Los espectadores, ya en pie, se dirigieron a las puertas. Se nombró a los autores y hubo dos llamadas en medio de una tempestad de bravos. El grito de ¡Nana! ¡Nana! lo llenó todo. Luego, sin estar aún vacía, la sala quedó casi en tinieblas; la batería se apagó, la lámpara redujo su luz y largas cortinas de tela gris se deslizaron por los proscenios, envolviendo los dorados de las galerías, y aquella sala, tan cálida, tan enardecida, cayó de repente en un pesado letargo mientras se esparcía un vaho de moho y de polvo. La condesa de Muffat, en la barandilla de su palco, esperaba que la muchedumbre saliese; en pie, envuelta en pieles, miraba la sombra.

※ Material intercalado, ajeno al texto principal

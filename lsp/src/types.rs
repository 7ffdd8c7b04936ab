//! Public types consumed by the engine.
//!
//! The engine builds [`LspSettings`] from its config, drives an
//! [`LspClient`](crate::LspClient), and reads [`Diagnostic`]s and
//! [`CompletionItem`]s handed back through callbacks or snapshots.

use std::time::Duration;

use serde::Deserialize;
use thiserror::Error;

#[derive(Debug, Error)]
pub enum LspError {
    #[error("failed to start language server `{command}`: {source}")]
    Spawn {
        command: String,
        #[source]
        source: std::io::Error,
    },
    #[error("failed to write to language server: {0}")]
    Write(#[source] std::io::Error),
    #[error("language server is not running")]
    NotRunning,
    #[error("failed to encode LSP message: {0}")]
    Serialize(#[source] anyhow::Error),
    #[error("cannot convert {0} to a file URI")]
    Uri(std::path::PathBuf),
}

fn default_enabled() -> bool {
    true
}

fn default_command() -> String {
    "clangd".to_string()
}

fn default_language_id() -> String {
    "cpp".to_string()
}

fn default_shutdown_timeout_ms() -> u64 {
    2000
}

/// How to launch and talk to the language server.
#[derive(Debug, Clone, PartialEq, Eq, Deserialize)]
pub struct LspSettings {
    #[serde(default = "default_enabled")]
    pub enabled: bool,
    /// Executable name or path, resolved through `PATH`.
    #[serde(default = "default_command")]
    pub command: String,
    #[serde(default)]
    pub args: Vec<String>,
    /// Language identifier sent with `didOpen`.
    #[serde(default = "default_language_id")]
    pub language_id: String,
    /// Grace period for the server to exit on `stop()` before it is killed.
    #[serde(default = "default_shutdown_timeout_ms")]
    pub shutdown_timeout_ms: u64,
}

impl Default for LspSettings {
    fn default() -> Self {
        Self {
            enabled: default_enabled(),
            command: default_command(),
            args: Vec::new(),
            language_id: default_language_id(),
            shutdown_timeout_ms: default_shutdown_timeout_ms(),
        }
    }
}

impl LspSettings {
    #[must_use]
    pub fn shutdown_timeout(&self) -> Duration {
        Duration::from_millis(self.shutdown_timeout_ms)
    }
}

/// Lifecycle of one client session.
#[derive(Debug, Clone, Copy, PartialEq, Eq, Default)]
pub enum LspState {
    #[default]
    Stopped,
    Starting,
    Running,
    Stopping,
}

/// Why a session ended.
#[derive(Debug, Clone, PartialEq, Eq)]
pub enum StopReason {
    /// `stop()` was called.
    Requested,
    /// The server closed its output stream.
    Exited,
    /// Reading from the server failed.
    Failed(String),
}

/// Severity level for a diagnostic.
#[derive(Debug, Clone, Copy, PartialEq, Eq, PartialOrd, Ord, Hash)]
pub enum DiagnosticSeverity {
    Error = 1,
    Warning = 2,
    Information = 3,
    Hint = 4,
}

impl DiagnosticSeverity {
    /// Convert from LSP numeric severity (1=Error, 2=Warning, 3=Info, 4=Hint).
    #[must_use]
    pub fn from_lsp(value: u64) -> Option<Self> {
        match value {
            1 => Some(Self::Error),
            2 => Some(Self::Warning),
            3 => Some(Self::Information),
            4 => Some(Self::Hint),
            _ => None,
        }
    }

    #[must_use]
    pub fn is_error(self) -> bool {
        self == Self::Error
    }

    #[must_use]
    pub fn label(self) -> &'static str {
        match self {
            Self::Error => "error",
            Self::Warning => "warning",
            Self::Information => "info",
            Self::Hint => "hint",
        }
    }
}

/// A single diagnostic published by the server.
#[derive(Debug, Clone, PartialEq, Eq)]
pub struct Diagnostic {
    severity: DiagnosticSeverity,
    message: String,
    /// 0-indexed.
    line: u32,
    /// 0-indexed.
    character: u32,
    source: String,
}

impl Diagnostic {
    #[must_use]
    pub fn new(
        severity: DiagnosticSeverity,
        message: impl Into<String>,
        line: u32,
        character: u32,
        source: impl Into<String>,
    ) -> Self {
        Self {
            severity,
            message: message.into(),
            line,
            character,
            source: source.into(),
        }
    }

    #[must_use]
    pub fn severity(&self) -> DiagnosticSeverity {
        self.severity
    }

    #[must_use]
    pub fn message(&self) -> &str {
        &self.message
    }

    #[must_use]
    pub fn line(&self) -> u32 {
        self.line
    }

    #[must_use]
    pub fn character(&self) -> u32 {
        self.character
    }

    #[must_use]
    pub fn source(&self) -> &str {
        &self.source
    }

    /// `file:line:col: severity: [source] message`, 1-indexed for display.
    #[must_use]
    pub fn display_with_file(&self, file: &str) -> String {
        format!(
            "{file}:{}:{}: {}: [{}] {}",
            self.line + 1,
            self.character + 1,
            self.severity.label(),
            self.source,
            self.message,
        )
    }
}

/// One completion candidate.
#[derive(Debug, Clone, Default, PartialEq, Eq)]
pub struct CompletionItem {
    pub label: String,
    pub detail: Option<String>,
    /// `insertText`, or `textEdit.newText` when the server sent no `insertText`.
    pub insert_text: String,
}

/// Immutable copy of the diagnostics store, files with errors first.
#[derive(Debug, Clone, Default)]
pub struct DiagnosticsSnapshot {
    files: Vec<(String, Vec<Diagnostic>)>,
}

impl DiagnosticsSnapshot {
    pub(crate) fn new(files: Vec<(String, Vec<Diagnostic>)>) -> Self {
        Self { files }
    }

    /// `(uri, diagnostics)` pairs.
    #[must_use]
    pub fn files(&self) -> &[(String, Vec<Diagnostic>)] {
        &self.files
    }

    #[must_use]
    pub fn is_empty(&self) -> bool {
        self.files.is_empty()
    }

    fn count_by_severity(&self, severity: DiagnosticSeverity) -> usize {
        self.files
            .iter()
            .flat_map(|(_, items)| items)
            .filter(|d| d.severity() == severity)
            .count()
    }

    #[must_use]
    pub fn error_count(&self) -> usize {
        self.count_by_severity(DiagnosticSeverity::Error)
    }

    #[must_use]
    pub fn warning_count(&self) -> usize {
        self.count_by_severity(DiagnosticSeverity::Warning)
    }

    #[must_use]
    pub fn total_count(&self) -> usize {
        self.files.iter().map(|(_, items)| items.len()).sum()
    }

    /// Compact status like "E:3 W:5"; empty when there is nothing to report.
    #[must_use]
    pub fn status_string(&self) -> String {
        if self.is_empty() {
            return String::new();
        }
        format!("E:{} W:{}", self.error_count(), self.warning_count())
    }
}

En los pasillos se empujaba a las acomodadoras, que perdían la cabeza entre los montones de prendas caídas. Fauchery y Héctor se habían apresurado para asistir a la salida. A lo largo del vestíbulo los hombres hacían calle, mientras que por la doble escalera descendían dos interminables colas, regulares y compactas. Steiner, arrastrado por Mignon, había salido de los primeros. El conde de Vandeuvres salió con Blanche de Sivry de su brazo. Por un momento Gagá y su hija parecieron confundidas, pero Labordette se apresuró a buscarles un carruaje, del cual cerró galantemente la puerta cuando ellas subieron. Nadie vio pasar a Daguenet. Como el colegial escapado, con sus mejillas ardiendo, había decidido esperar ante la puerta de los artistas, y corrió hacia el pasaje de los Panoramas, en donde encontró la verja cerrada. Satin, de pie en la acera, le acosó, pero él, desesperado, la rechazó brutalmente y luego desapareció entre la multitud, con lágrimas de deseo y de impotencia en los ojos. Los espectadores encendían sus cigarros y se alejaban tarareando: Cuando Venus ronda de noche… Satin había subido a colocarse ante el café Varietés, donde Auguste le dejaba comer el azúcar que quedaba de las consumiciones. Un hombre gordinflón, que salía muy animado, se la llevó hacia las sombras del bulevar.

No obstante, aún continuaba descendiendo gente. Héctor esperaba a Clarisse. Fauchery había prometido recoger a Lucy Stewart, con Caroline Héquet y su madre. Llegaron y ocuparon un rincón del vestíbulo, riendo muy alto, cuando salieron los Muffat con su aire glacial. Bordenave acababa de empujar una puertecita y en aquellos momentos obtenía de Fauchery la promesa formal de una crónica. Estaba sudoroso, rojo el rostro y como embriagado por el éxito.

—Con esto tendrá para doscientas representaciones —le dijo con galantería Héctor de la Faloise—. Todo París desfilará por su teatro.

Pero Bordenave, enfadándose, señaló con un brusco movimiento de su barbilla al público que llenaba el vestíbulo, aquella aglomeración de hombres con los labios secos, las miradas ardientes y dominados todavía por el deseo de poseer a Nana, y le replicó con violencia:

—Dirás por mi burdel, ¡maldito testarudo!